One of the big ways that you can get someone to see themselves differently than they did before is to understand how people perceive them. Marriage is a mirror. Children are a mirror. Friends, family, business—they’re all mirrors. When someone sees that mirror for the first time and talks about all their perceptions and fears, and they actually hear themselves, that’s an introduction to personal development right there.
It’s not easy, by the way. It takes a level of humility and checking your ego at the door that a lot of people can’t handle. If a friend says you’re trustworthy but not reliable, that’s difficult to hear. But instead of arguing, try to listen. If people perceive you that way, it’s true. Perception, after all, is reality. And it’s a great facilitator for change because for once, you’re seeing the world clearly.
I have a saying: Fix the owner, fix the shop. Your mindset is almost undoubtedly responsible for your results. It’s not the pandemic. It’s not your spouse. It’s not your employees. It’s you.

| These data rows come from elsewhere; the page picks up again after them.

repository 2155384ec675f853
//! feedlens - Rate-Aware Batch Analysis of Customer Comments
//!
//! Sends customer comments to an LLM collaborator in rate-limited batches,
//! reconciles each answer into a consistent record (16 emotions, NPS
//! category, churn risk, pain points) and aggregates a report.
//!
//! ## Core Features
//!
//! - **Rate Budgeting**: rolling-window request/token reservations per provider tier
//! - **Dynamic Batching**: batch size from token caps, window headroom and recent failures
//! - **Retry + Fallback**: backoff with jitter, deterministic synthetic analysis as a last resort
//! - **Reconciliation**: consistency rules with every correction recorded
//! - **Background Runs**: progress snapshots, cooperative cancellation, hard timeout
//!
//! ## Quick Start
//!
//! ```ignore
//! use feedlens::{BackgroundExecutionHost, ConfigLoader, PipelineOrchestrator};
//!
//! let config = ConfigLoader::load(None)?;
//! let orchestrator = PipelineOrchestrator::from_config(config)?;
//! let host = BackgroundExecutionHost::from_orchestrator(orchestrator);
//! let handle = host.start(comments);
//! let run = handle.wait().await?;
//! ```
//!
//! ## Modules
//!
//! - [`ai`]: rate budget, usage recorder, batcher, invoker, collaborators
//! - [`reconcile`]: emotion, NPS, churn and pain point reconciliation
//! - [`pipeline`]: orchestrator, background host, progress and reports
//! - [`config`]: layered configuration

pub mod ai;
pub mod cli;
pub mod config;
pub mod constants;
pub mod pipeline;
pub mod reconcile;
pub mod types;

// =============================================================================
// Core Re-exports
// =============================================================================

// Configuration
pub use config::{Config, ConfigLoader, ProviderKind};

// Error Types
pub use types::error::{ErrorCategory, LensError, Result};

// Domain
pub use types::{AnalysisRecord, CommentRecord, RowResult, RunId};

// =============================================================================
// Pipeline Re-exports
// =============================================================================

pub use pipeline::{
    BackgroundExecutionHost, PipelineOrchestrator, PipelineReport, PipelineRun, RunHandle,
    RunSnapshot, RunStatus,
};

// =============================================================================
// AI Re-exports
// =============================================================================

pub use ai::{
    AnalysisInvoker, DynamicBatcher, LlmCollaborator, RateBudgetTracker, SharedCollaborator,
    SharedRateBudget, SharedUsage, TimeoutConfig, UsageRecorder,
};
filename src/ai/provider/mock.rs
//! Scripted collaborator for tests.

use async_trait::async_trait;
use std::sync::atomic::{AtomicU32, Ordering};
use std::time::Duration;

use super::{CollaboratorResponse, LlmCollaborator, SyntheticGenerator, TokenUsage};
use crate::types::{ErrorCategory, LlmError};

type Script =
    Box<dyn Fn(u32, &[String]) -> Result<CollaboratorResponse, LlmError> + Send + Sync>;

/// Collaborator whose replies come from a closure of (call number, texts).
pub(crate) struct MockCollaborator {
    calls: AtomicU32,
    delay: Duration,
    script: Script,
}

impl MockCollaborator {
    pub fn new(
        script: impl Fn(u32, &[String]) -> Result<CollaboratorResponse, LlmError>
        + Send
        + Sync
        + 'static,
    ) -> Self {
        Self {
            calls: AtomicU32::new(0),
            delay: Duration::ZERO,
            script: Box::new(script),
        }
    }

    /// Answers every call with synthetic records and 100 tokens per comment
    pub fn healthy() -> Self {
        Self::new(|_, texts| Ok(Self::reply(texts)))
    }

    /// Fails every call with `category`
    pub fn failing(category: ErrorCategory) -> Self {
        Self::new(move |_, _| Err(LlmError::with_provider(category, "scripted failure", "mock")))
    }

    pub fn with_delay(mut self, delay: Duration) -> Self {
        self.delay = delay;
        self
    }

    pub fn calls(&self) -> u32 {
        self.calls.load(Ordering::SeqCst)
    }

    pub fn reply(texts: &[String]) -> CollaboratorResponse {
        CollaboratorResponse {
            responses: SyntheticGenerator::new(7).generate_batch(texts),
            usage: TokenUsage {
                input_tokens: 80 * texts.len() as u64,
                output_tokens: 20 * texts.len() as u64,
            },
        }
    }
}

#[async_trait]
impl LlmCollaborator for MockCollaborator {
    async fn analyze(
        &self,
        texts: &[String],
        _language: &str,
    ) -> Result<CollaboratorResponse, LlmError> {
        let call = self.calls.fetch_add(1, Ordering::SeqCst) + 1;
        let result = (self.script)(call, texts);
        if !self.delay.is_zero() {
            tokio::time::sleep(self.delay).await;
        }
        result
    }

    fn name(&self) -> &str {
        "mock"
    }

    fn model(&self) -> &str {
        "mock-model"
    }
}
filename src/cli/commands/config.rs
//! Config Command
//!
//! Manage feedlens configuration.
//!
//! Usage:
//!   feedlens config show [--format toml|json]
//!   feedlens config path
//!   feedlens config init [--global] [--force]

use std::path::Path;

use crate::cli::ui::Output;
use crate::config::ConfigLoader;
use crate::types::Result;

/// Print the effective configuration (all sources merged)
pub fn show(explicit: Option<&Path>, format: &str) -> Result<()> {
    let config = ConfigLoader::load(explicit)?;
    println!("{}", ConfigLoader::render(&config, format)?);
    Ok(())
}

/// Print configuration file locations and whether they exist
pub fn path() -> Result<()> {
    let mark = |p: &Path| if p.exists() { "" } else { " (not found)" };

    match ConfigLoader::global_config_path() {
        Some(global) => println!("Global:  {}{}", global.display(), mark(&global)),
        None => println!("Global:  (cannot determine config directory)"),
    }
    let project = ConfigLoader::project_config_path();
    println!("Project: {}{}", project.display(), mark(&project));
    Ok(())
}

pub fn init(global: bool, force: bool) -> Result<()> {
    let out = Output::new();
    let path = if global {
        ConfigLoader::init_global(force)?
    } else {
        ConfigLoader::init_project(&std::env::current_dir()?, force)?
    };
    out.success(&format!("Configuration at {}", path.display()));
    Ok(())
}
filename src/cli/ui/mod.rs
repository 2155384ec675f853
pub mod output;

pub use output::Output;
//! Comment Input Loading
//!
//! Reads comment rows from a JSON array, JSON Lines, or a YAML list. Rows
//! may be full records or bare strings (numbered by position).

use serde::Deserialize;
use std::fs;
use std::path::Path;

use crate::types::{CommentRecord, LensError, Result};

#[derive(Debug, Clone, Copy, PartialEq, Eq)]
pub enum InputFormat {
    Json,
    JsonLines,
    Yaml,
}

impl InputFormat {
    /// Format from the file extension, falling back to sniffing the content
    pub fn detect(path: &Path, content: &str) -> Self {
        match path.extension().and_then(|e| e.to_str()).map(str::to_lowercase).as_deref() {
            Some("jsonl" | "ndjson") => Self::JsonLines,
            Some("yaml" | "yml") => Self::Yaml,
            Some("json") if !content.trim_start().starts_with('[') => Self::JsonLines,
            Some("json") => Self::Json,
            _ => match content.trim_start().chars().next() {
                Some('[') => Self::Json,
                Some('{') => Self::JsonLines,
                _ => Self::Yaml,
            },
        }
    }
}

#[derive(Deserialize)]
#[serde(untagged)]
enum InputRow {
    Record(CommentRecord),
    Text(String),
}

impl InputRow {
    fn into_record(self, position: usize) -> CommentRecord {
        match self {
            InputRow::Record(record) => record,
            InputRow::Text(text) => CommentRecord::new(position, text),
        }
    }
}

pub fn load_comments(path: &Path) -> Result<Vec<CommentRecord>> {
    let content = fs::read_to_string(path).map_err(|e| {
        LensError::input(format!("cannot read input {}: {}", path.display(), e))
    })?;
    parse_comments(&content, InputFormat::detect(path, &content))
}

pub fn parse_comments(content: &str, format: InputFormat) -> Result<Vec<CommentRecord>> {
    let rows: Vec<InputRow> = match format {
        InputFormat::Json => serde_json::from_str(content)?,
        InputFormat::Yaml => serde_yaml::from_str(content)?,
        InputFormat::JsonLines => content
            .lines()
            .enumerate()
            .filter(|(_, line)| !line.trim().is_empty())
            .map(|(number, line)| {
                serde_json::from_str(line).map_err(|e| {
                    LensError::input(format!("line {}: {}", number + 1, e))
                })
            })
            .collect::<Result<_>>()?,
    };

    Ok(rows
        .into_iter()
        .enumerate()
        .map(|(position, row)| row.into_record(position))
        .collect())
}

So, think back to 2008 for a moment. What if, instead of accepting a similar fate for this year, you took everything you learned from that period and instead became smarter and stronger? What if you tried something different? What if you took surviving The Great Recession as a badge of honor, and a vote of confidence for getting through COVID? To steal from Henry Ford: Whether you think you can or you can’t, you’re right.